I was recently given the opportunity to compile a list for the Waterfront Video blog – to read the entire list head here – but just to give you a little teaser, here are a few selections. Just so you know, we have a nice selection of classics and cult favorites alike here at PP.
Children Of Men (2006) – If this list were numbered, this would probably be #1 – I think i crie
d after this one. I think i remember driving home and just not saying anything at all. Just thinking about this one. I think for the first time in distopian Sci-fi film history, for me anyway, a film really kicked me in the nuts. Not in that sort of esoteric, rhetorical, snide way that is great too, the way the other great distopians do, like Brazil, The Delicatessen, or Terminator 2. But just a real emotional visceral, nut kick. The story was taut and the hand held documentary style camera work was incredibly unique, the acting (aside from Maude Lebowski, but we won’t go there.) was superb, and the actual future world itself, is easily the best imaged in the 00′s and an easy contender for the 5 of all time.

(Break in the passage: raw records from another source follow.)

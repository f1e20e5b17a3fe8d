//! Route table for the catalog API

use super::handlers::{
    AppState, get_artisan, get_product, health, list_artisans, list_categories, list_products,
};
use axum::{Router, routing::get};

/// Build catalog routes
///
/// - GET /health - Liveness probe
/// - GET /categories - Configured categories with product counts
/// - GET /products - Filtered, sorted and paginated products
/// - GET /products/{id} - A single product
/// - GET /artisans - Filtered, sorted and paginated artisans
/// - GET /artisans/{id} - A single artisan
pub fn build_catalog_routes(state: AppState) -> Router {
    Router::new()
        .route("/health", get(health))
        .route("/categories", get(list_categories))
        .route("/products", get(list_products))
        .route("/products/{id}", get(get_product))
        .route("/artisans", get(list_artisans))
        .route("/artisans/{id}", get(get_artisan))
        .with_state(state)
}
//! Configuration loading and management

use crate::core::error::CatalogError;
use crate::core::navigation::{CategoryIndex, CategorySlug, slugify};
use crate::core::pagination::{DEFAULT_PAGE_SIZE, DEFAULT_PAGE_WINDOW};
use anyhow::Result;
use serde::{Deserialize, Serialize};
use std::collections::HashSet;
use validator::Validate;

/// A browsable category
#[derive(Debug, Clone, Serialize, Deserialize)]
pub struct CategoryConfig {
    /// Display label (e.g., "Wood Carving")
    pub label: String,

    /// URL slug; derived from the label when omitted
    #[serde(default)]
    pub slug: Option<String>,

    /// Short description shown on the category banner
    #[serde(default)]
    pub description: Option<String>,
}

impl CategoryConfig {
    pub fn slug(&self) -> String {
        self.slug.clone().unwrap_or_else(|| slugify(&self.label))
    }
}

/// Connection to the hosted database's REST interface
#[derive(Debug, Clone, Serialize, Deserialize, Validate)]
pub struct RemoteConfig {
    /// Project URL, e.g. `https://xyz.supabase.co`
    #[validate(url)]
    pub base_url: String,

    /// Environment variable holding the API key
    #[serde(default = "default_api_key_env")]
    pub api_key_env: String,

    /// Two-column table used by the remote key-value store
    #[serde(default = "default_store_table")]
    pub store_table: String,
}

fn default_api_key_env() -> String {
    "CATALOG_API_KEY".to_string()
}

fn default_store_table() -> String {
    "kv_store".to_string()
}

fn default_page_size() -> usize {
    DEFAULT_PAGE_SIZE
}

fn default_page_window() -> usize {
    DEFAULT_PAGE_WINDOW
}

/// Complete configuration of the catalog
#[derive(Debug, Clone, Serialize, Deserialize, Validate)]
pub struct CatalogConfig {
    /// Items per listing page
    #[serde(default = "default_page_size")]
    #[validate(range(min = 1, max = 100))]
    pub page_size: usize,

    /// Number of page buttons shown by pagination controls
    #[serde(default = "default_page_window")]
    #[validate(range(min = 1))]
    pub pagination_window: usize,

    /// Known categories, in display order
    #[serde(default)]
    pub categories: Vec<CategoryConfig>,

    /// Optional remote backend
    #[serde(default)]
    #[validate(nested)]
    pub remote: Option<RemoteConfig>,
}

impl CatalogConfig {
    /// Load configuration from a YAML file
    pub fn from_yaml_file(path: &str) -> Result<Self> {
        let content = std::fs::read_to_string(path)?;
        Self::from_yaml_str(&content)
    }

    /// Load configuration from a YAML string
    pub fn from_yaml_str(yaml: &str) -> Result<Self> {
        let config: Self = serde_yaml::from_str(yaml)?;
        config.check()?;
        Ok(config)
    }

    /// Validate field bounds and slug uniqueness
    pub fn check(&self) -> Result<(), CatalogError> {
        self.validate().map_err(CatalogError::config)?;

        let mut seen = HashSet::new();
        for category in &self.categories {
            let slug = category.slug();
            if !seen.insert(slug.clone()) {
                return Err(CatalogError::config(format!(
                    "duplicate category slug '{}'",
                    slug
                )));
            }
        }
        Ok(())
    }

    /// Slug lookup over the configured categories
    pub fn category_index(&self) -> CategoryIndex {
        CategoryIndex::new(
            self.categories
                .iter()
                .map(|c| CategorySlug {
                    label: c.label.clone(),
                    slug: c.slug(),
                })
                .collect(),
        )
    }

    /// The storefront's default configuration
    pub fn default_config() -> Self {
        let categories = [
            ("Textiles", "Traditional Malagasy fabrics, garments, and woven goods."),
            ("Wood Carving", "Handcrafted sculptures carved from unique hardwoods."),
            ("Jewelry", "Traditional and contemporary jewelry with local gemstones."),
            ("Basketry", "Woven baskets made from sustainable raffia."),
            ("Pottery", "Ceramic vessels shaped using traditional methods."),
            ("Metalwork", "Forged metal items showcasing blacksmithing skills."),
        ]
        .into_iter()
        .map(|(label, description)| CategoryConfig {
            label: label.to_string(),
            slug: None,
            description: Some(description.to_string()),
        })
        .collect();

        Self {
            page_size: DEFAULT_PAGE_SIZE,
            pagination_window: DEFAULT_PAGE_WINDOW,
            categories,
            remote: None,
        }
    }
}

impl Default for CatalogConfig {
    fn default() -> Self {
        Self::default_config()
    }
}
//! HTTP server exposing the catalog
//!
//! `ServerBuilder` wires product and artisan sources to a read-only REST API
//! that runs every listing request through the query engine.

pub mod builder;
pub mod handlers;
pub mod router;

pub use builder::ServerBuilder;
pub use handlers::{AppState, CategorySummary, ListingParams, ListingResponse};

Gosford Park (2001) - This film is simply pure understated cinematic perfection – it’s Altman flexing his incredible film-making muscle with little to no intention other than to pay tribute to and at the same time beat at it’s own game, a handful of Hollywood’s beloved genres – period piece, murder mystery, and his very own trademark style of overlapping dialog and character arcs. All with a slight self aware wink and nod that never over asserts itself – This film can be enjoyed (and indeed, for me has been) on so many levels, snippets of dialogue, slight glances and knowing aversions of eye, all reveal themselves slowly over time and by it’s 20th viewing you realize how incredibly rich and demure a film (and homage to film) Altman crafted with Gosford Park.
The Proposition (2005)- Watching the proposition is like watching someone slowly hang to
death while tripping on mushrooms. I imagine anyway. It’s also like if you could watch a bunch of Nick Cave songs, while tripping on mushrooms. But that’s fairly reductive isn’t it? It’s hard to say what makes this film so riveting – the acting, is all as good as it gets, Ray Winstone is one of my favorite actors, his beleaguered law-man and husband is so pitiful and real – “Real” that’s the word, this story, while strikingly, phantasmagorically lyrical is also one of the most flat out “real” films I’ve seen this decade. You can practically smell the flies sticking all over the faces of the corpses, man. i mean, wow man, tripping balls.